I have started to use the object services around 2002.

Sorry, it is not possible, to learn, how to use it, by the given documentation and articles.

I tried an practiced a lot an I will never write a select statement by myself, keep changed records in special tables and write them to database on commit (Perform on Commit or Call on Commit).

All these duties are processed by the objetct-services properly and completely.

(In combination with the Transaction-Service, you can do Precomits, local redos and so on ... its so fine!!)

I don't know, what are "Mass-Data" in the meaning of the above mentioned "Sap-Article".

I have productive Application (individual programmed) handling around 10.000 Objects and Records in one Transaction. (The "background-booking-algorithm" has been skipped, because reading and writing is that fast, so user can do it via "execute" or "save"-Button.

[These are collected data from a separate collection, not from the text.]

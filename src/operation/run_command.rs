use crate::{
    bson::Document,
    bson_util,
    client::SESSIONS_UNSUPPORTED_COMMANDS,
    error::{Error, Result},
    operation::OperationWithDefaults,
    transport::{
        command::{Command, RawCommandResponse},
        StreamDescription,
    },
};

#[derive(Debug, Clone)]
pub(crate) struct RunCommand {
    db: String,
    command: Document,
}

impl RunCommand {
    pub(crate) fn new(db: String, command: Document) -> Self {
        Self { db, command }
    }

    fn command_name(&self) -> Option<&str> {
        bson_util::first_key(&self.command)
    }
}

impl OperationWithDefaults for RunCommand {
    type O = Document;

    // Since we can't actually specify a string statically here, we just put a descriptive string
    // that should fail loudly if accidentally passed to the server.
    const NAME: &'static str = "$genericRunCommand";

    fn build(&mut self, _description: &StreamDescription) -> Result<Command> {
        let command_name = self.command_name().ok_or_else(|| {
            Error::invalid_argument("an empty document cannot be passed to a run_command operation")
        })?;

        Ok(Command::new(
            command_name.to_string(),
            self.db.clone(),
            self.command.clone(),
        ))
    }

    fn handle_response(
        &self,
        response: RawCommandResponse,
        _description: &StreamDescription,
    ) -> Result<Self::O> {
        Ok(response.into_document())
    }

    fn supports_sessions(&self) -> bool {
        self.command_name()
            .map(|command_name| {
                !SESSIONS_UNSUPPORTED_COMMANDS.contains(&command_name.to_lowercase().as_str())
            })
            .unwrap_or(false)
    }
}
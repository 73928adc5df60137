//! Contains the options for configuring a [`Client`](crate::Client) and the sessions it starts.

use typed_builder::TypedBuilder;

use crate::{
    concern::{ReadConcern, WriteConcern},
    event::{command::CommandEvent, EventHandler},
};

/// Contains the options that can be used to create a new [`Client`](crate::Client).
#[derive(Clone, Debug, Default, TypedBuilder)]
#[builder(field_defaults(default, setter(into)))]
#[non_exhaustive]
pub struct ClientOptions {
    /// The handler that should process all command-related events.
    ///
    /// Note that monitoring command events may incur a performance penalty.
    #[builder(setter(strip_option))]
    pub command_event_handler: Option<EventHandler<CommandEvent>>,

    /// The default read concern for operations performed on the Client. See the
    /// [`ReadConcern`] type documentation for more details.
    pub read_concern: Option<ReadConcern>,

    /// The default write concern for operations performed on the Client. See the
    /// [`WriteConcern`] type documentation for more details.
    pub write_concern: Option<WriteConcern>,

    /// Configures the maximum allowed length for serialized BSON documents in tracing events.
    /// If unset, defaults to 1000 bytes. Longer documents are truncated on a UTF-8 boundary and
    /// marked with a trailing `...`.
    pub tracing_max_document_length_bytes: Option<usize>,
}

/// Contains the options that can be used to create a new
/// [`ClientSession`](crate::ClientSession).
#[derive(Clone, Debug, Default, TypedBuilder)]
#[builder(field_defaults(default, setter(into)))]
#[non_exhaustive]
pub struct SessionOptions {
    /// If true, reads performed using this session will attach the session's operation time as
    /// `readConcern.afterClusterTime`, so that they observe every write the session has already
    /// seen acknowledged. Defaults to true for sessions started explicitly.
    pub causal_consistency: Option<bool>,
}
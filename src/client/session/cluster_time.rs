use derive_where::derive_where;
use serde::{Deserialize, Serialize};

use crate::{
    bson::{Bson, Document, Timestamp},
    error::{Error, Result},
};

/// Struct modeling a cluster time reported by the server.
///
/// Cluster times are ordered by their timestamp alone; the signature only proves to the server
/// that the value was issued by the deployment.
///
/// See [the MongoDB documentation](https://www.mongodb.com/docs/manual/core/read-isolation-consistency-recency/)
/// for more information.
#[derive(Debug, Deserialize, Clone, Serialize)]
#[derive_where(PartialEq, Eq)]
#[serde(rename_all = "camelCase")]
pub struct ClusterTime {
    cluster_time: Timestamp,

    #[derive_where(skip)]
    signature: Document,
}

impl ClusterTime {
    /// Parses and validates a `$clusterTime` document of the shape
    /// `{ clusterTime: Timestamp, signature: { hash: BinData, keyId: Int64 } }`.
    pub fn from_document(doc: &Document) -> Result<Self> {
        let cluster_time: ClusterTime = crate::bson::from_document(doc.clone())
            .map_err(|e| Error::invalid_argument(format!("invalid cluster time: {}", e)))?;
        cluster_time.validate()?;
        Ok(cluster_time)
    }

    /// The timestamp of this cluster time.
    pub fn timestamp(&self) -> Timestamp {
        self.cluster_time
    }

    /// The signature the server attached to this cluster time.
    pub fn signature(&self) -> &Document {
        &self.signature
    }

    /// Checks that the signature has the shape servers issue.
    pub(crate) fn validate(&self) -> Result<()> {
        match self.signature.get("hash") {
            Some(Bson::Binary(_)) => {}
            _ => {
                return Err(Error::invalid_argument(
                    "invalid cluster time: signature.hash must be binary data",
                ))
            }
        }
        match self.signature.get("keyId") {
            Some(Bson::Int64(_)) | Some(Bson::Int32(_)) => Ok(()),
            _ => Err(Error::invalid_argument(
                "invalid cluster time: signature.keyId must be an integer",
            )),
        }
    }
}

impl std::cmp::Ord for ClusterTime {
    fn cmp(&self, other: &ClusterTime) -> std::cmp::Ordering {
        let lhs = (self.cluster_time.time, self.cluster_time.increment);
        let rhs = (other.cluster_time.time, other.cluster_time.increment);
        lhs.cmp(&rhs)
    }
}

impl std::cmp::PartialOrd for ClusterTime {
    fn partial_cmp(&self, other: &ClusterTime) -> Option<std::cmp::Ordering> {
        Some(self.cmp(other))
    }
}
//! Contains the types related to a `ChangeStream` event.
use serde::{Deserialize, Serialize};

use crate::{
    bson::{Bson, Document, Timestamp},
    error::Error,
};

/// A position in a change stream. The server issues one as the `_id` of every event and as the
/// `postBatchResumeToken` of every batch.
///
/// Pass one to [`ChangeStreamOptions::resume_after`](crate::options::ChangeStreamOptions) or
/// `start_after` to pick up where an earlier stream left off.
#[derive(Clone, Debug, Deserialize, Serialize, PartialEq)]
#[serde(transparent)]
pub struct ResumeToken(pub(crate) Bson);

impl ResumeToken {
    pub(crate) fn from_document(doc: Option<Document>) -> Option<ResumeToken> {
        doc.map(|doc| ResumeToken(Bson::Document(doc)))
    }

    /// The token as a BSON value, as the server issued it.
    pub fn as_bson(&self) -> &Bson {
        &self.0
    }
}

impl From<Document> for ResumeToken {
    fn from(doc: Document) -> Self {
        ResumeToken(Bson::Document(doc))
    }
}

/// A [change event](https://www.mongodb.com/docs/manual/reference/change-events/) delivered by a
/// change stream.
#[derive(Clone, Debug, Deserialize, Serialize, PartialEq)]
#[serde(rename_all = "camelCase")]
#[non_exhaustive]
pub struct ChangeStreamEvent<T> {
    /// This event's resume token.
    #[serde(rename = "_id")]
    pub id: ResumeToken,

    /// The kind of change.
    pub operation_type: OperationType,

    /// Where the change happened.
    pub ns: Option<ChangeNamespace>,

    /// The new name for the `ns` collection. Only included for `OperationType::Rename`.
    pub to: Option<ChangeNamespace>,

    /// The `_id` of the changed document, plus the shard key on sharded collections. Only set for
    /// CRUD events.
    pub document_key: Option<Document>,

    /// Only set for `update` events.
    pub update_description: Option<UpdateDescription>,

    /// The cluster time at which the change occurred.
    pub cluster_time: Option<Timestamp>,

    /// The document after the change. `update` events only carry it when the stream was opened
    /// with a [`full_document`](crate::options::ChangeStreamOptions::full_document) mode.
    pub full_document: Option<T>,

    /// Contains the pre-image of the modified or deleted document if the pre-image is available
    /// for the change event and `full_document_before_change` was set to an option other than
    /// `Off`.
    pub full_document_before_change: Option<T>,
}

/// The `updateDescription` of an `update` event.
#[derive(Clone, Debug, Deserialize, Serialize, PartialEq)]
#[serde(rename_all = "camelCase")]
#[non_exhaustive]
pub struct UpdateDescription {
    /// Changed fields and their new values.
    pub updated_fields: Document,

    /// Names of the fields that were unset.
    pub removed_fields: Vec<String>,

    /// Arrays that were truncated in the `Document`.
    pub truncated_arrays: Option<Vec<Document>>,
}

/// The `operationType` of a change event.
#[derive(Debug, Deserialize, Serialize, Clone, PartialEq)]
#[serde(rename_all = "camelCase")]
#[non_exhaustive]
pub enum OperationType {
    /// `"insert"`
    Insert,

    /// `"update"`
    Update,

    /// `"replace"`
    Replace,

    /// `"delete"`
    Delete,

    /// `"drop"`
    Drop,

    /// `"rename"`
    Rename,

    /// `"dropDatabase"`
    DropDatabase,

    /// `"invalidate"`
    Invalidate,

    /// An event type this version of the crate doesn't know about.
    #[serde(other)]
    Other,
}

/// The `ns` field of a change event.
#[derive(Clone, Debug, Deserialize, Serialize, PartialEq)]
#[non_exhaustive]
pub struct ChangeNamespace {
    /// The name of the database in which the change occurred.
    pub db: String,

    /// The name of the collection in which the change occurred. Absent for database-level
    /// events.
    pub coll: Option<String>,
}

/// Lifecycle notifications a [`ChangeStream`](crate::change_stream::ChangeStream) delivers to
/// the handler configured with
/// [`ChangeStreamOptions::notification_handler`](crate::options::ChangeStreamOptions::notification_handler).
#[derive(Clone, Debug)]
#[non_exhaustive]
pub enum ChangeStreamNotification {
    /// The stream's resume token changed to the contained value.
    ResumeTokenChanged(ResumeToken),

    /// The stream recovered from `error` by re-issuing its `aggregate`.
    #[non_exhaustive]
    Resumed {
        /// The resumable error that interrupted the stream.
        error: Error,
    },

    /// The stream failed with an error it could not recover from. A `Closed` notification
    /// follows.
    Error(Error),

    /// The stream was closed, either explicitly or after an unrecoverable error.
    Closed,
}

Let's not discuss the mental and psychological state of the developers, which designed this scary Query-Stuff ... (Query-Manager, Query, ... huhhaaaa) ... as I said, not discussing, but USING!

From the performande view I avoid SELECT with IN and SELECT FOR ALL ENTRIES, because these statements are executed vial thousands of SELECT SINGLE statements, passed from SAP-Kernel to the database ... or they are concatenated to one really "LONG" Select-Statement.

(If you know, that most databases store the Select-Statements and buffer the results ... you may guess and understand, that such really big statemends are not for "recycling" and "buffering" and not for quick performance)

--

As said above, one can restrict the selections and pass the entries from Select-Options to the "Key_tab" and use the "get_by_keytab"-service.

Or you can do it like SAP-Kernel, write a little LOOP AT and concatenate the values to the "wherestring" ... not a real problem.

--

All these minor "difficulties" can not prevent me from intensive Use of these Object-Services.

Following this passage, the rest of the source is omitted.